И лишь тогда по лесу раскатился звук одинокого выстрела.
Аристократка
На пологих горбах, покрытых в изобилии валунами, застрявшими среди низкорослых кустиков дикой малины, выкопали картошку.
Вечера становились все сумеречнее, все короче, все свежее, и день ото дня все более холодали высокие чистые ночи, надвигавшиеся на поселок издалека, из-за болот, переваливаясь через эти пологие горбы, еще с войны разгороженные на лоскуты делянок. Все раньше смолкали теперь в той стороне дальние выстрелы, но зато по утрам, перед самым восходом солнца, дружнее и азартнее занималась пальба, особенно по субботам и воскресеньям, когда видимо-невидимо наезжало городских: шла северная утка, косяками вытягиваясь на свежей красноте рассветного неба. Табуны эти налетали друг за другом с небольшими промежутками, и шум от одновременного полета множества птиц проносился над болотами, точно порывы северных, первым зимним холодом начиненных ветров, из самой тундры донесенных досюда на птичьих крыльях.
Никто нынче не убирал в саду опавшие, мертвые листья, не обрезал малины и не выметал с грядок. Хозяева сами не любили этого делать раньше, однако в последнее время они не держали отчего-то домработницы, и тоже отчего-то не приезжали к ним на осень погостить их городские взрослые сыновья. Стало в доме заброшенно, тихо, неприбранно.
За остекленною верандою дома сухо поскребывали в малиннике друг о дружку голые прутья, шуршали сморщившиеся, запутавшиеся в осенней паутинке пепельно-серые листики на ветках низкорослых, ненадежных уральских яблонь, и ветер время от времени шевелил на клумбах убитые заморозками, обескровленные стебли цветов. Только несколько астр все еще раскачивались из стороны в сторону посреди полегших растений, всякие — красные, белые, розовые, — но никому уже не нужные, с чернильными кончиками обожженных первым ночным холодом лепестков. И Гайду уже не выпускали до утра в сад караулить цветы. Однако и раньше-то выпускали ее, пожалуй, лишь из одних заблуждений и дурных привычек, потому что никто не лазил к ним в сад. Впрочем, если б и иначе было, выпускать ее давно уже обратилось в зряшную и пустую затею: в последние годы у Гайды начали прибаливать лапы, и она все равно ничего уже не могла сторожить толком. Она уходила за ветер, ложилась и только рычала теперь, когда что-нибудь начинало казаться ей подозрительным. И проходившие мимо люди боялись этого ее безобидного рычания, которое одно только теперь у нее и оставалось от прежних здоровья и силы.
Ночи такие становились для Гайды пыткою, потому что она не была человеком и знала, как обстоит все на самом деле: к ней уже приближается ЭТО. Уткнув морду в вытянутые перед собою лапы, она закрывала глаза и начинала ждать…

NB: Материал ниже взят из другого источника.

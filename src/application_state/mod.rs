//! # Application State Management
//!
//! This module handles the application's state management, including:
//! - Window and graphics initialization
//! - Input handling
//! - Application lifecycle events
//! - Frame timing

pub mod graphics_resources_builder;
pub mod input_manager;
pub mod input_state;

use std::sync::Arc;

use graphics_resources_builder::{Graphics, MaybeGraphics};
use input_manager::InputManager;
use log::debug;
use web_time::{Duration, Instant};

use winit::{
    application::ApplicationHandler,
    event::{ElementState, KeyEvent, WindowEvent},
    event_loop::ActiveEventLoop,
    keyboard::{KeyCode, PhysicalKey},
    window::{Window, WindowId},
};

use crate::{config::Settings, engine_state::terrain::TerrainField, engine_state::EngineState};

/// Number of frames averaged per frame-time log line.
const FRAME_TIME_WINDOW: u32 = 120;

/// The main application state container that manages the application's lifecycle.
///
/// It implements `ApplicationHandler` to handle window events and the
/// graphics initialization user event.
pub struct ApplicationState {
    /// The current graphics state, which may be uninitialized or ready
    pub graphics: MaybeGraphics,

    /// The initialized application state, if the application has started
    pub state: Option<InitializedApplicationState>,

    /// Settings and terrain waiting for the window to exist
    pub startup: Option<(Settings, TerrainField)>,
}

/// Represents the fully initialized and running state of the application.
pub struct InitializedApplicationState {
    /// Scene, CPU renderer and presentation
    pub engine_state: EngineState,

    /// Handle to the application window
    pub window: Arc<Window>,

    /// Manages input state and event processing
    pub input_manager: InputManager,

    /// Rolling frame-time statistics
    pub frame_timer: FrameTimer,
}

/// Averages frame durations and logs them periodically.
pub struct FrameTimer {
    last_frame: Instant,
    accumulated: Duration,
    frames: u32,
}

impl FrameTimer {
    /// Starts timing from now.
    pub fn new() -> Self {
        Self {
            last_frame: Instant::now(),
            accumulated: Duration::ZERO,
            frames: 0,
        }
    }

    /// Records the end of a frame.
    pub fn tick(&mut self) {
        let now = Instant::now();
        self.record(now - self.last_frame);
        self.last_frame = now;
    }

    /// Adds one frame duration; returns the average once a full window has elapsed.
    fn record(&mut self, frame_time: Duration) -> Option<Duration> {
        self.accumulated += frame_time;
        self.frames += 1;

        if self.frames < FRAME_TIME_WINDOW {
            return None;
        }

        let average = self.accumulated / self.frames;
        debug!(
            "Average frame time over {} frames: {:.2} ms",
            self.frames,
            average.as_secs_f64() * 1000.0
        );
        self.accumulated = Duration::ZERO;
        self.frames = 0;
        Some(average)
    }
}

impl Default for FrameTimer {
    fn default() -> Self {
        Self::new()
    }
}

impl ApplicationState {
    /// Creates the application state for a window that has not been built yet.
    pub fn new(graphics: MaybeGraphics, settings: Settings, terrain: TerrainField) -> Self {
        Self {
            graphics,
            state: None,
            startup: Some((settings, terrain)),
        }
    }

    /// Initializes the application state with the required graphics resources.
    ///
    /// This method transitions the application from the initialization phase to the running state
    /// by setting up the engine state with the provided graphics resources.
    fn initialize_application_state(&mut self, gfx: Graphics) {
        let Some((settings, terrain)) = self.startup.take() else {
            return;
        };

        let engine_state = EngineState::new(
            gfx.surface,
            gfx.surface_config,
            gfx.device,
            gfx.queue,
            &settings,
            terrain,
        );

        self.state = Some(InitializedApplicationState {
            engine_state,
            window: gfx.window,
            input_manager: InputManager::new(),
            frame_timer: FrameTimer::new(),
        });
        self.graphics = MaybeGraphics::Moved;
    }
}

impl ApplicationHandler<Graphics> for ApplicationState {
    /// Handles window-related events such as resize, focus changes, and input events.
    ///
    /// # Arguments
    /// * `event_loop` - Reference to the active event loop
    /// * `_window_id` - ID of the window that generated the event
    /// * `event` - The window event to process
    fn window_event(
        &mut self,
        event_loop: &ActiveEventLoop,
        _window_id: WindowId,
        event: WindowEvent,
    ) {
        let is_exit_request = matches!(
            event,
            WindowEvent::CloseRequested
                | WindowEvent::KeyboardInput {
                    event: KeyEvent {
                        state: ElementState::Pressed,
                        physical_key: PhysicalKey::Code(KeyCode::Escape),
                        ..
                    },
                    ..
                }
        );
        if is_exit_request {
            event_loop.exit();
            return;
        }

        let Some(state) = &mut self.state else {
            return;
        };

        state.input_manager.intake_input(&event);

        match event {
            WindowEvent::Resized(size) => {
                state.engine_state.resize_surface(size);
            }
            WindowEvent::Focused(is_focused) => {
                if !is_focused {
                    state.input_manager.reset_inputs();
                }
            }
            WindowEvent::RedrawRequested => {
                state.engine_state.render();
                state.frame_timer.tick();
            }
            _ => (),
        }
    }

    /// Called when the application is resumed.
    ///
    /// Builds the window and graphics if that has not happened yet.
    ///
    /// # Arguments
    /// * `event_loop` - Reference to the active event loop
    fn resumed(&mut self, event_loop: &ActiveEventLoop) {
        if let MaybeGraphics::Builder(builder) = &mut self.graphics {
            builder.build_and_send(event_loop);
        }
    }

    /// Receives the initialized graphics and starts the engine.
    ///
    /// # Arguments
    /// * `_event_loop` - Reference to the active event loop
    /// * `graphics` - The initialized graphics resources
    fn user_event(&mut self, _event_loop: &ActiveEventLoop, graphics: Graphics) {
        self.initialize_application_state(graphics);
    }

    /// Called before the event loop goes to sleep.
    ///
    /// Hands the frame's input snapshot to the engine and requests the next frame.
    ///
    /// # Arguments
    /// * `_event_loop` - Reference to the active event loop
    fn about_to_wait(&mut self, _event_loop: &ActiveEventLoop) {
        if let Some(state) = &mut self.state {
            let processed_input = state.input_manager.get_and_reset_processed_input();
            state.engine_state.set_input_commands(processed_input);
            state.window.request_redraw();
        }
    }
}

А по утрам хозяйка качала головой:
— У тебя опять болят глаза, Гайда… Сейчас мы тебя полечим, — и принималась закапывать лекарство. От этого всегда становилось сперва больно.
Но хуже всего случалось Гайде тогда, когда забредала в сад по ночам бездомная черная сука.
Бездомную эту суку с клочьями свалявшейся на гачах подпалой шерсти помнила Гайда, можно сказать, с детства. Сука эта всегда была голодна, грязна и дика, и постоянно на брюхе у нее болтались лиловые истрескавшиеся соски, в кровь иссеченные высокими травами. Впервые Гайда увидела ее, когда сама была еще полугодовалым щенком.
В то летнее, из-за раннего часа еще не жаркое утро старший хозяйский сын вывел Гайду на первый урок.
Занимались они на круглой, под вид манежа посыпанной песком площадке, расположенной посреди ягодных кустарников и яблонек, куда вечерами хозяева вытаскивали из дому легкий раскладной столик и чаевничали всей семьей. Старший хозяйский сын был тогда еще молод, и в то утро на нем была свежая белая рубашка и синие, узкие в коленках офицерские штаны с красным кантом, заправленные в черные сапоги с твердыми, гладкими и сверкающими голенищами. Он учил Гайду сидеть, вставать и ложиться по командам, ходить у ноги по приказу и прыгать через палку на разных высотах. А черная бездомная сука сидела тогда за штакетником, свесив набок язык, и наблюдала за их играми.
В то лето старший хозяйский сын долго гостил у родителей. Так долго, как никогда потом не гостил уже. И всему, что она умела, Гайда выучилась от него, от того старшего хозяйского сына, в то далекое-предалекое лето, потому что больше никто ничему и никогда не учил ее толком.